In response to the lack of clarity from the government on how hospitality businesses will be supported after the end of the moratorium on commercial evictions on March 31st, the #GiveHospitalityABreak campaign is urging the government to legislate to save the UK’s hospitality industry.
The campaign was launched by commercial property veteran Tony Lorenz, and comes as shocking statistics from IPPR suggest half of all firms involved in hospitality, food and other related services are now dangerously low on cash.
#GiveHospitalityABreak is campaigning for a three month extension on the eviction moratorium for commercial properties, until the beginning of July, then 50% of the remaining rent would be paid in a two-year repayment period.
#GiveHospitalityABreak believes that this will allow operators to take advantage of the gradual re-opening of the economy to be able to generate funds to pay some of what they owe to their landlords, without destroying their ability to continue. Agreement of payment terms would give operators time to assess whether their business is viable, without having to pay a pre-coronavirus rent in a post-coronavirus market.
Some landlords have supported their tenants and worked tirelessly to find solutions. Others, however, are likely to demand the full back rent as soon as the moratorium is lifted: without government intervention, this will lead to mass winding up orders and bankruptcies, that will likely devastate the UK hospitality sector.
Tony Lorenz, founder and spokesperson for #GiveHospitalityABreak said:
“With no word from the government thus far, clarity is urgently needed to avoid bankruptcies, and the follow-on mass unemployment in the sector. That too would have knock-on impacts on the tourism and travel industries, crucial parts of the UK’s domestic offering.
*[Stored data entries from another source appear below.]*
//! Vote and round-change collection for a single height.

use favo_types::{
    Address, CommittedSeal, Hash, LockedBlock, Round, RoundChange, ValidatorSet, Vote, VoteKind,
};
use std::collections::{BTreeMap, BTreeSet};

/// Result of adding a vote.
#[derive(Debug, Clone, Copy, PartialEq, Eq)]
pub enum VoteOutcome {
    Added,
    /// Same voter, same step, same block: already counted.
    Duplicate,
    /// Same voter, same step, different block. The first vote stands.
    Equivocation { existing: Hash },
}

/// Prepare and commit votes, keyed by `(round, kind)` then voter.
#[derive(Debug, Default, Clone)]
pub struct VoteSet {
    votes: BTreeMap<(Round, VoteKind), BTreeMap<Address, Vote>>,
}

impl VoteSet {
    pub fn new() -> Self {
        Self::default()
    }

    pub fn add(&mut self, vote: Vote) -> VoteOutcome {
        let by_voter = self.votes.entry((vote.round, vote.kind)).or_default();
        match by_voter.get(&vote.voter) {
            Some(existing) if existing.block_hash == vote.block_hash => VoteOutcome::Duplicate,
            Some(existing) => VoteOutcome::Equivocation {
                existing: existing.block_hash,
            },
            None => {
                by_voter.insert(vote.voter, vote);
                VoteOutcome::Added
            }
        }
    }

    /// Voting power behind `hash` for `(round, kind)`.
    pub fn power_for(&self, round: Round, kind: VoteKind, hash: &Hash, set: &ValidatorSet) -> u64 {
        self.votes
            .get(&(round, kind))
            .map(|by_voter| {
                by_voter
                    .values()
                    .filter(|v| v.block_hash == *hash)
                    .map(|v| set.voting_power(&v.voter))
                    .sum()
            })
            .unwrap_or(0)
    }

    /// The block hash with a quorum for `(round, kind)`, if any.
    ///
    /// At most one hash can reach quorum since each voter counts once.
    pub fn quorum_for(&self, round: Round, kind: VoteKind, set: &ValidatorSet) -> Option<Hash> {
        let by_voter = self.votes.get(&(round, kind))?;
        let hashes: BTreeSet<Hash> = by_voter.values().map(|v| v.block_hash).collect();
        hashes
            .into_iter()
            .find(|h| set.has_quorum(self.power_for(round, kind, h, set)))
    }

    /// Commit signatures for `hash` at `round`, in validator-set order.
    pub fn commit_seals(&self, round: Round, hash: &Hash, set: &ValidatorSet) -> Vec<CommittedSeal> {
        let Some(by_voter) = self.votes.get(&(round, VoteKind::Commit)) else {
            return Vec::new();
        };
        set.iter()
            .filter_map(|validator| by_voter.get(&validator.address))
            .filter(|vote| vote.block_hash == *hash)
            .map(|vote| CommittedSeal {
                signer: vote.voter,
                signature: vote.signature,
            })
            .collect()
    }

    /// Drop every vote for rounds before `round`.
    pub fn prune_below(&mut self, round: Round) {
        self.votes.retain(|(r, _), _| *r >= round);
    }

    /// Total number of votes held.
    pub fn len(&self) -> usize {
        self.votes.values().map(BTreeMap::len).sum()
    }

    pub fn is_empty(&self) -> bool {
        self.len() == 0
    }
}

/// Round-change votes, keyed by target round then voter.
#[derive(Debug, Default, Clone)]
pub struct RoundChangeSet {
    by_round: BTreeMap<Round, BTreeMap<Address, RoundChange>>,
}

impl RoundChangeSet {
    pub fn new() -> Self {
        Self::default()
    }

    /// Returns false if this voter already asked for this round.
    pub fn add(&mut self, rc: RoundChange) -> bool {
        let by_voter = self.by_round.entry(rc.round).or_default();
        if by_voter.contains_key(&rc.voter) {
            return false;
        }
        by_voter.insert(rc.voter, rc);
        true
    }

    pub fn power_for(&self, round: Round, set: &ValidatorSet) -> u64 {
        self.by_round
            .get(&round)
            .map(|by_voter| by_voter.keys().map(|a| set.voting_power(a)).sum())
            .unwrap_or(0)
    }

    /// Highest round above `current` with a round-change quorum.
    pub fn quorum_round_above(&self, current: Round, set: &ValidatorSet) -> Option<Round> {
        self.by_round
            .range(current + 1..)
            .rev()
            .map(|(round, _)| *round)
            .find(|round| set.has_quorum(self.power_for(*round, set)))
    }

    /// Smallest round worth joining when validators holding more than 1/3 of
    /// the power have asked for rounds above `current`.
    ///
    /// Each voter counts once, at the highest round it asked for.
    pub fn catch_up_round(&self, current: Round, set: &ValidatorSet) -> Option<Round> {
        let mut highest: BTreeMap<Address, Round> = BTreeMap::new();
        for (round, by_voter) in self.by_round.range(current + 1..) {
            for voter in by_voter.keys() {
                highest.insert(*voter, *round);
            }
        }
        let power: u64 = highest.keys().map(|a| set.voting_power(a)).sum();
        if !set.has_weak_quorum(power) {
            return None;
        }
        highest.values().min().copied()
    }

    /// The highest-round lock reported by round changes for `round`.
    pub fn best_lock(&self, round: Round) -> Option<&LockedBlock> {
        self.by_round
            .get(&round)?
            .values()
            .filter_map(|rc| rc.locked.as_ref())
            .max_by_key(|lock| lock.round)
    }

    pub fn prune_below(&mut self, round: Round) {
        self.by_round.retain(|r, _| *r >= round);
    }
}
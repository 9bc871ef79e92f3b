//! Deterministic simulation runner.
//!
//! Each node has its own chain store, validator-set manager and executor.
//! Delegated work (signature checks, state execution) completes inline at the
//! current simulated time.

use crate::event_queue::EventKey;
use crate::executor::SimExecutor;
use crate::network::{NetworkConfig, SimulatedNetwork};
use crate::NodeIndex;
use favo_bft::{
    BftConfig, BftError, BftState, ChainAccessor, ChainStore, InMemorySnapshotStore,
    MemoryChainStore, RestoreError, ValidatorSetManager,
};
use favo_core::{Action, Event, StateMachine, TimerId};
use favo_types::{
    Address, Block, BlockNumber, EpochNumber, Extra, Hash, KeyPair, Round, Transaction,
    ValidatorInfo, ValidatorSet, ValidatorSetDelta,
};
use rand::SeedableRng;
use rand_chacha::ChaCha8Rng;
use std::collections::{BTreeMap, HashMap};
use std::sync::Arc;
use std::time::Duration;
use thiserror::Error;
use tracing::{debug, error, info, trace, warn};

/// A restarted node could not rebuild its state from its own chain.
#[derive(Debug, Error)]
pub enum RestartError {
    #[error("no such node: {0}")]
    UnknownNode(NodeIndex),

    #[error("validator replay failed: {0}")]
    Restore(#[from] RestoreError),

    #[error("state machine startup failed: {0}")]
    Startup(#[from] BftError),
}

/// One simulated validator.
struct SimNode {
    key: KeyPair,
    state: BftState,
    store: Arc<MemoryChainStore>,
    validators: Arc<ValidatorSetManager>,
    executor: SimExecutor,
    /// Hashes of finalized blocks, in height order.
    finalized: Vec<Hash>,
    halted: Option<String>,
    crashed: bool,
}

/// Point-in-time view of a node.
#[derive(Debug, Clone, PartialEq, Eq)]
pub struct NodeStatus {
    pub address: Address,
    /// Height being decided.
    pub height: BlockNumber,
    pub round: Round,
    pub head_number: BlockNumber,
    pub head_hash: Hash,
    pub epoch: EpochNumber,
    pub validators: Vec<Address>,
    pub halted: Option<String>,
    pub crashed: bool,
}
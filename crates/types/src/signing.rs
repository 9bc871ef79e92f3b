//! Domain-separated signing messages.
//!
//! Every signature in the protocol covers a tag plus the fields that pin it to
//! a single step, so a signature produced for one message type can never be
//! replayed as another.

use crate::{BlockNumber, Hash, Round};

pub const DOMAIN_PROPOSAL: &[u8] = b"favobft:proposal";
pub const DOMAIN_PREPARE: &[u8] = b"favobft:prepare";
pub const DOMAIN_COMMIT: &[u8] = b"favobft:commit";
pub const DOMAIN_ROUND_CHANGE: &[u8] = b"favobft:round_change";

/// Which phase a vote belongs to.
#[derive(Debug, Clone, Copy, PartialEq, Eq, Hash, PartialOrd, Ord)]
pub enum VoteKind {
    Prepare,
    Commit,
}

impl VoteKind {
    pub fn domain(self) -> &'static [u8] {
        match self {
            VoteKind::Prepare => DOMAIN_PREPARE,
            VoteKind::Commit => DOMAIN_COMMIT,
        }
    }
}

fn step_message(domain: &[u8], height: BlockNumber, round: Round, block_hash: &Hash) -> Vec<u8> {
    let mut msg = Vec::with_capacity(domain.len() + 8 + 8 + 32);
    msg.extend_from_slice(domain);
    msg.extend_from_slice(&height.to_be_bytes());
    msg.extend_from_slice(&round.to_be_bytes());
    msg.extend_from_slice(block_hash.as_bytes());
    msg
}

/// Message signed by the proposer of `(height, round)`.
pub fn proposal_message(height: BlockNumber, round: Round, block_hash: &Hash) -> Vec<u8> {
    step_message(DOMAIN_PROPOSAL, height, round, block_hash)
}

/// Message signed by a prepare or commit vote. The commit form is also the
/// committed seal written into the finalized header.
pub fn vote_message(
    kind: VoteKind,
    height: BlockNumber,
    round: Round,
    block_hash: &Hash,
) -> Vec<u8> {
    step_message(kind.domain(), height, round, block_hash)
}

/// Message signed by a round-change vote. Binds the sender's lock, if any.
pub fn round_change_message(
    height: BlockNumber,
    round: Round,
    locked: Option<(Round, Hash)>,
) -> Vec<u8> {
    let mut msg = Vec::with_capacity(DOMAIN_ROUND_CHANGE.len() + 8 + 8 + 1 + 8 + 32);
    msg.extend_from_slice(DOMAIN_ROUND_CHANGE);
    msg.extend_from_slice(&height.to_be_bytes());
    msg.extend_from_slice(&round.to_be_bytes());
    match locked {
        Some((locked_round, hash)) => {
            msg.push(1);
            msg.extend_from_slice(&locked_round.to_be_bytes());
            msg.extend_from_slice(hash.as_bytes());
        }
        None => msg.push(0),
    }
    msg
}

#[cfg(test)]
mod tests {
    use super::*;

    #[test]
    fn test_domains_separate_messages() {
        let h = Hash::from_bytes(b"block");
        let prepare = vote_message(VoteKind::Prepare, 1, 0, &h);
        let commit = vote_message(VoteKind::Commit, 1, 0, &h);
        let proposal = proposal_message(1, 0, &h);
        assert_ne!(prepare, commit);
        assert_ne!(prepare, proposal);
    }

    #[test]
    fn test_round_change_binds_lock() {
        let h = Hash::from_bytes(b"block");
        assert_ne!(
            round_change_message(3, 1, None),
            round_change_message(3, 1, Some((0, h)))
        );
    }
}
“Tenants and Landlords, need to urgently find ways forward that work for both of them. Legislation would help catalyse just that. What this deal does, is provide a framework for further negotiation. It ensures that there is a government-mandated starting point, for talks between landlords and tenants to ensure neither group, can be unreasonable to the other.
“Without a decisive intervention from the government, the joke will be on them, as thousands of businesses will file for bankruptcy – perhaps as soon as April Fool’s Day – just as we are trying to re-open the economy.”
The group has launched a petition at www.change.org/p/boris-johnson-extend-the-rent-moratorium-by-3-months-defer-half-of-the-rent-owed-for-2-years and has already gained a number of key supporters from within the hospitality industry.